*Work request*. Which lines in the records below contain the word "never"? Report each of them.

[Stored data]
Start of Block

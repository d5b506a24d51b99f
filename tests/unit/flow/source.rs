use super::*;

#[test]
fn v3d_exposes_lambda_capability() {
    let mut src = V3dFlowSource::new(10.0, "target/unit_v3d_cache").unwrap();
    let tunable = src.tunable_lambda().expect("v3d is tunable");
    tunable.set_lambda(2.5).unwrap();
    assert_eq!(tunable.lambda(), 2.5);
}

#[test]
fn v3d_rejects_invalid_lambda_and_keeps_previous() {
    assert!(V3dFlowSource::new(-1.0, "c").is_err());
    let mut src = V3dFlowSource::new(4.0, "c").unwrap();
    assert!(src.set_lambda(f32::NAN).is_err());
    assert!(src.set_lambda(-0.5).is_err());
    assert_eq!(TunableLambda::lambda(&src), 4.0);
}

#[test]
fn precomputed_is_not_tunable() {
    let mut src = PrecomputedFlowSource::new("flow");
    assert!(src.tunable_lambda().is_none());
    assert_eq!(src.name(), "precomputed");
}

#[test]
fn precomputed_reads_named_files_and_checks_size() {
    let dir = std::path::PathBuf::from("target").join("unit_precomputed_flow");
    let _ = std::fs::remove_dir_all(&dir);
    std::fs::create_dir_all(&dir).unwrap();

    let mut src = PrecomputedFlowSource::new(&dir);
    let mut field = FlowField::zero(4, 2);
    field.set(1, 1, (2.0, 0.0));
    field
        .save(&src.flow_path(3, 4, FrameSize::Original))
        .unwrap();
    FlowField::zero(2, 1)
        .save(&src.flow_path(3, 4, FrameSize::Small))
        .unwrap();

    let frame = FrameRGBA::filled(4, 2, [0, 0, 0, 255]);
    let pair = FramePair {
        left_index: 3,
        right_index: 4,
        left: &frame,
        right: &frame,
        size: FrameSize::Original,
    };
    assert_eq!(src.forward_flow(pair).unwrap(), field);

    let small_pair = FramePair {
        size: FrameSize::Small,
        ..pair
    };
    assert!(matches!(
        src.forward_flow(small_pair),
        Err(SlowmoError::Flow(_))
    ));

    let missing = FramePair {
        left_index: 7,
        right_index: 8,
        ..pair
    };
    assert!(src.forward_flow(missing).is_err());
}

#[test]
fn v3d_reports_missing_builder_as_flow_error() {
    let dir = std::path::PathBuf::from("target").join("unit_v3d_missing_builder");
    let _ = std::fs::remove_dir_all(&dir);
    let mut src = V3dFlowSource::new(1.0, &dir)
        .unwrap()
        .with_builder("definitely-not-a-flow-builder-binary");
    let frame = FrameRGBA::filled(2, 2, [1, 2, 3, 255]);
    let pair = FramePair {
        left_index: 0,
        right_index: 1,
        left: &frame,
        right: &frame,
        size: FrameSize::Original,
    };
    assert!(matches!(src.forward_flow(pair), Err(SlowmoError::Flow(_))));
}

#[test]
fn v3d_cache_key_distinguishes_close_lambdas() {
    let frame = FrameRGBA::filled(2, 2, [0, 0, 0, 255]);
    let pair = FramePair {
        left_index: 0,
        right_index: 1,
        left: &frame,
        right: &frame,
        size: FrameSize::Original,
    };
    let mut src = V3dFlowSource::new(0.001, "cache").unwrap();
    let first = src.flow_path(&pair);
    src.set_lambda(0.004).unwrap();
    let second = src.flow_path(&pair);
    assert_ne!(first, second);
    assert!(second.to_string_lossy().ends_with("-l0.004.sVflow"));
}

/// Shell script standing in for the flow builder. It logs its arguments and copies a
/// prepared 4x2 field to the output path.
#[cfg(unix)]
fn stub_builder(dir: &std::path::Path) -> (std::path::PathBuf, std::path::PathBuf) {
    use std::os::unix::fs::PermissionsExt as _;

    std::fs::create_dir_all(dir).unwrap();
    let dir = dir.canonicalize().unwrap();
    let fixture = dir.join("fixture.sVflow");
    FlowField::zero(4, 2).save(&fixture).unwrap();
    let calls = dir.join("calls.log");
    let script = dir.join("builder.sh");
    std::fs::write(
        &script,
        format!(
            "#!/bin/sh\necho \"$1 $2 $3 $4\" >> '{}'\ncp '{}' \"$3\"\n",
            calls.display(),
            fixture.display()
        ),
    )
    .unwrap();
    std::fs::set_permissions(&script, std::fs::Permissions::from_mode(0o755)).unwrap();
    (script, calls)
}

#[cfg(unix)]
fn logged_calls(calls: &std::path::Path) -> Vec<Vec<String>> {
    std::fs::read_to_string(calls)
        .unwrap_or_default()
        .lines()
        .map(|l| l.split(' ').map(str::to_string).collect())
        .collect()
}

#[cfg(unix)]
#[test]
fn v3d_runs_builder_once_per_pair_and_lambda() {
    let root = std::path::PathBuf::from("target").join("unit_v3d_builder");
    let _ = std::fs::remove_dir_all(&root);
    let (script, calls) = stub_builder(&root.join("bin"));

    let mut src = V3dFlowSource::new(2.5, root.join("cache"))
        .unwrap()
        .with_builder(&script);
    let left = FrameRGBA::filled(4, 2, [10, 0, 0, 255]);
    let right = FrameRGBA::filled(4, 2, [0, 10, 0, 255]);
    let pair = FramePair {
        left_index: 3,
        right_index: 4,
        left: &left,
        right: &right,
        size: FrameSize::Original,
    };

    assert_eq!(src.forward_flow(pair).unwrap(), FlowField::zero(4, 2));
    let log = logged_calls(&calls);
    assert_eq!(log.len(), 1);
    let args = &log[0];
    assert!(args[0].ends_with("frame-00003-orig.png"), "{args:?}");
    assert!(args[1].ends_with("frame-00004-orig.png"), "{args:?}");
    assert!(args[2].ends_with(".sVflow"), "{args:?}");
    assert_eq!(args[3], "2.5");
    assert!(std::path::Path::new(&args[0]).is_file());

    // Same pair and lambda comes from the cache.
    src.forward_flow(pair).unwrap();
    assert_eq!(logged_calls(&calls).len(), 1);

    src.set_lambda(0.75).unwrap();
    src.forward_flow(pair).unwrap();
    let log = logged_calls(&calls);
    assert_eq!(log.len(), 2);
    assert_eq!(log[1][3], "0.75");
    assert_ne!(log[0][2], log[1][2]);
}

#[cfg(unix)]
#[test]
fn v3d_rejects_builder_output_of_the_wrong_size() {
    let root = std::path::PathBuf::from("target").join("unit_v3d_builder_size");
    let _ = std::fs::remove_dir_all(&root);
    let (script, calls) = stub_builder(&root.join("bin"));

    let mut src = V3dFlowSource::new(1.0, root.join("cache"))
        .unwrap()
        .with_builder(&script);
    let frame = FrameRGBA::filled(2, 2, [0, 0, 0, 255]);
    let pair = FramePair {
        left_index: 5,
        right_index: 6,
        left: &frame,
        right: &frame,
        size: FrameSize::Original,
    };
    let err = src.forward_flow(pair).unwrap_err();
    assert!(matches!(err, SlowmoError::Flow(ref m) if m.contains("is 4x2")), "{err}");
    assert_eq!(logged_calls(&calls).len(), 1);

    // A cached field of the wrong size is rejected as well.
    assert!(matches!(src.forward_flow(pair), Err(SlowmoError::Flow(_))));
    assert_eq!(logged_calls(&calls).len(), 1);
}
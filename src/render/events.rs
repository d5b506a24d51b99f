/// Why a render run ended.
#[derive(Clone, Copy, Debug, PartialEq, Eq, Hash)]
pub enum TerminalKind {
    /// Every frame of the range was written.
    Finished,
    /// The run was stopped on request (`abort`).
    Stopped,
    /// The run failed (source, flow or target error).
    Aborted,
}

/// End-of-run notification, emitted exactly once per run.
#[derive(Clone, Debug, PartialEq, Eq)]
pub struct TerminalEvent {
    /// Tag distinguishing success, stop and failure.
    pub kind: TerminalKind,
    /// Descriptive message.
    pub reason: String,
}

/// Lifecycle and progress notifications of a render task.
///
/// A run emits one `Sized`, then non-decreasing `Progress` values within `[0, total]`, then one
/// `Terminal`.
#[derive(Clone, Debug, PartialEq, Eq)]
pub enum TaskEvent {
    /// A run started; `total` output frames will be produced.
    Sized {
        /// Human-readable summary of the run.
        description: String,
        /// Total work units (output frames).
        total: u64,
    },
    /// Number of output frames written so far.
    Progress(u64),
    /// The run ended.
    Terminal(TerminalEvent),
}

/// Receiver of [`TaskEvent`]s, registered on a task before it starts.
///
/// Events are delivered on the task's worker thread.
pub trait TaskObserver: Send + Sync {
    /// Handle one event.
    fn on_event(&self, event: &TaskEvent);
}

impl<F> TaskObserver for F
where
    F: Fn(&TaskEvent) + Send + Sync,
{
    fn on_event(&self, event: &TaskEvent) {
        self(event)
    }
}
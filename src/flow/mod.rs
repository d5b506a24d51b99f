pub(crate) mod field;
pub(crate) mod source;
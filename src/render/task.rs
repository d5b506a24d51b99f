use std::any::Any;
use std::panic::{AssertUnwindSafe, catch_unwind};
use std::sync::atomic::{AtomicBool, Ordering};
use std::sync::{Arc, Mutex, PoisonError};
use std::thread::JoinHandle;

use crate::flow::source::{FlowSource, FramePair};
use crate::foundation::core::{Fps, FrameSize, InterpolationMode, TimeRange};
use crate::foundation::error::{SlowmoError, SlowmoResult};
use crate::project::nodes::NodeList;
use crate::render::events::{TaskEvent, TaskObserver, TerminalEvent, TerminalKind};
use crate::render::frame::FrameRGBA;
use crate::render::interpolate;
use crate::render::target::{RenderTarget, TargetConfig};
use crate::source::frames::FrameSource;

/// Run state of a [`RenderTask`].
#[derive(Clone, Copy, Debug, PartialEq, Eq, Hash)]
pub enum RunState {
    /// Created or configured, never started.
    Idle,
    /// The worker is producing frames.
    Running,
    /// The last run wrote every frame.
    Finished,
    /// The last run was stopped on request.
    Stopped,
    /// The last run failed.
    Aborted,
}

impl RunState {
    /// `true` for `Finished`, `Stopped` and `Aborted`.
    pub fn is_terminal(self) -> bool {
        matches!(
            self,
            RunState::Finished | RunState::Stopped | RunState::Aborted
        )
    }
}

impl From<TerminalKind> for RunState {
    fn from(kind: TerminalKind) -> Self {
        match kind {
            TerminalKind::Finished => RunState::Finished,
            TerminalKind::Stopped => RunState::Stopped,
            TerminalKind::Aborted => RunState::Aborted,
        }
    }
}

/// Per-task render preferences; also stored in project files.
#[derive(Clone, Debug, Default, PartialEq, serde::Serialize, serde::Deserialize)]
#[serde(default)]
pub struct RenderSettings {
    /// Output frame rate.
    pub fps: Fps,
    /// Interpolation between source frames.
    pub interpolation: InterpolationMode,
    /// Render at original or half resolution.
    pub size: FrameSize,
}

/// Project data a run reads from.
///
/// The flow source is an independent copy so retuning the project's source never affects a run
/// in flight.
pub struct RenderInputs {
    /// Time mapping.
    pub nodes: NodeList,
    /// Source footage.
    pub frames: Arc<dyn FrameSource>,
    /// Flow provider for [`InterpolationMode::Flow`].
    pub flow: Option<Box<dyn FlowSource>>,
}

#[derive(Debug)]
struct Shared {
    state: Mutex<RunState>,
    stop: AtomicBool,
}

impl Shared {
    fn state(&self) -> RunState {
        *self.state.lock().unwrap_or_else(PoisonError::into_inner)
    }

    fn set_state(&self, state: RunState) {
        *self.state.lock().unwrap_or_else(PoisonError::into_inner) = state;
    }
}

/// One configured rendering job over a time range of a project.
///
/// The frame loop runs on a dedicated worker thread; `start` and `abort` only signal it.
/// Configuration is rejected with [`SlowmoError::Busy`] while a run is in progress.
pub struct RenderTask {
    bounds: TimeRange,
    range: TimeRange,
    settings: RenderSettings,
    target: Option<Box<dyn RenderTarget>>,
    observers: Vec<Arc<dyn TaskObserver>>,
    shared: Arc<Shared>,
    worker: Option<JoinHandle<Box<dyn RenderTarget>>>,
}

impl RenderTask {
    /// Create an idle task whose range covers `bounds`.
    pub fn new(bounds: TimeRange) -> Self {
        Self {
            bounds,
            range: bounds,
            settings: RenderSettings::default(),
            target: None,
            observers: Vec::new(),
            shared: Arc::new(Shared {
                state: Mutex::new(RunState::Idle),
                stop: AtomicBool::new(false),
            }),
            worker: None,
        }
    }

    /// Replace the render preferences in one go.
    pub fn with_settings(mut self, settings: RenderSettings) -> Self {
        self.settings = settings;
        self
    }

    /// Register an observer for all future runs.
    pub fn subscribe(&mut self, observer: Arc<dyn TaskObserver>) {
        self.observers.push(observer);
    }

    /// Range the task was created with (node-graph bounds).
    pub fn bounds(&self) -> TimeRange {
        self.bounds
    }

    /// Configured output range.
    pub fn time_range(&self) -> TimeRange {
        self.range
    }

    /// Current render preferences.
    pub fn settings(&self) -> &RenderSettings {
        &self.settings
    }

    /// `true` when a target is attached, including one currently lent to a run.
    pub fn has_target(&self) -> bool {
        self.target.is_some() || self.worker.is_some()
    }

    /// Current run state.
    pub fn state(&self) -> RunState {
        self.shared.state()
    }

    /// `true` while a run is in progress.
    pub fn is_running(&self) -> bool {
        self.state() == RunState::Running
    }

    /// Set the output range. Bounds are validated (`start <= end`) and then clamped into the
    /// node-graph bounds.
    pub fn set_time_range(&mut self, start: f64, end: f64) -> SlowmoResult<()> {
        self.ensure_idle()?;
        self.range = TimeRange::new(start, end)?.clamp_to(self.bounds);
        Ok(())
    }

    /// Set the output frame rate (must be finite and > 0).
    pub fn set_fps(&mut self, fps: f64) -> SlowmoResult<()> {
        self.ensure_idle()?;
        self.settings.fps = Fps::new(fps)?;
        Ok(())
    }

    /// Set the interpolation mode.
    pub fn set_interpolation(&mut self, mode: InterpolationMode) -> SlowmoResult<()> {
        self.ensure_idle()?;
        self.settings.interpolation = mode;
        Ok(())
    }

    /// Set the output frame size.
    pub fn set_size(&mut self, size: FrameSize) -> SlowmoResult<()> {
        self.ensure_idle()?;
        self.settings.size = size;
        Ok(())
    }

    /// Attach `target`, dropping any previously attached one.
    pub fn set_render_target(&mut self, target: Box<dyn RenderTarget>) -> SlowmoResult<()> {
        self.ensure_idle()?;
        tracing::debug!(target = %target.describe(), "render target attached");
        self.target = Some(target);
        Ok(())
    }

    /// Begin a run on a worker thread.
    ///
    /// A no-op while already running. From a terminal state a fresh run starts at the beginning
    /// of the range. Fails with [`SlowmoError::NoTarget`] when no target is attached.
    pub fn start(&mut self, inputs: RenderInputs) -> SlowmoResult<()> {
        self.reap();
        if self.is_running() {
            tracing::debug!("start ignored: already running");
            return Ok(());
        }
        let target = self.target.take().ok_or(SlowmoError::NoTarget)?;

        self.shared.stop.store(false, Ordering::SeqCst);
        self.shared.set_state(RunState::Running);
        let job = RenderJob {
            range: self.range,
            settings: self.settings.clone(),
            inputs,
            target,
            observers: self.observers.clone(),
            shared: Arc::clone(&self.shared),
        };
        tracing::info!(
            start = self.range.start,
            end = self.range.end,
            fps = self.settings.fps.get(),
            "render task started"
        );

        let spawned = std::thread::Builder::new()
            .name("slowmo-render".to_string())
            .spawn(move || {
                let mut job = job;
                if let Err(payload) = catch_unwind(AssertUnwindSafe(|| job.run())) {
                    job.abort_after_panic(payload.as_ref());
                }
                job.target
            });
        match spawned {
            Ok(handle) => {
                self.worker = Some(handle);
                Ok(())
            }
            Err(e) => {
                self.shared.set_state(RunState::Idle);
                Err(SlowmoError::render(format!(
                    "failed to spawn render worker: {e}"
                )))
            }
        }
    }

    /// Request the running worker to stop after the current frame. No-op when not running.
    pub fn abort(&self) {
        if self.is_running() {
            tracing::info!("render stop requested");
            self.shared.stop.store(true, Ordering::SeqCst);
        } else {
            tracing::debug!(state = ?self.state(), "abort ignored: not running");
        }
    }

    /// Block until the current run (if any) has ended and return the resulting state.
    pub fn wait(&mut self) -> RunState {
        if let Some(handle) = self.worker.take() {
            self.join(handle);
        }
        self.state()
    }

    fn ensure_idle(&mut self) -> SlowmoResult<()> {
        self.reap();
        if self.is_running() {
            return Err(SlowmoError::Busy);
        }
        Ok(())
    }

    /// Join a worker whose thread has exited and take the target back.
    fn reap(&mut self) {
        let ended = !self.is_running()
            || self
                .worker
                .as_ref()
                .is_some_and(|handle| handle.is_finished());
        if !ended {
            return;
        }
        if let Some(handle) = self.worker.take() {
            self.join(handle);
        }
    }

    fn join(&mut self, handle: JoinHandle<Box<dyn RenderTarget>>) {
        match handle.join() {
            Ok(target) => {
                if self.target.is_none() {
                    self.target = Some(target);
                }
            }
            Err(payload) => {
                let reason = format!(
                    "render worker panicked: {}",
                    panic_message(payload.as_ref())
                );
                tracing::error!(%reason, "render target lost");
                if !self.state().is_terminal() {
                    self.shared.set_state(RunState::Aborted);
                    let event = TaskEvent::Terminal(TerminalEvent {
                        kind: TerminalKind::Aborted,
                        reason,
                    });
                    for observer in &self.observers {
                        observer.on_event(&event);
                    }
                }
            }
        }
    }
}

impl Drop for RenderTask {
    fn drop(&mut self) {
        self.shared.stop.store(true, Ordering::SeqCst);
        if let Some(handle) = self.worker.take() {
            let _ = handle.join();
        }
    }
}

End of Block

*Written response*.
    /// Created or configured, never started.
/// The flow source is an independent copy so retuning the project's source never affects a run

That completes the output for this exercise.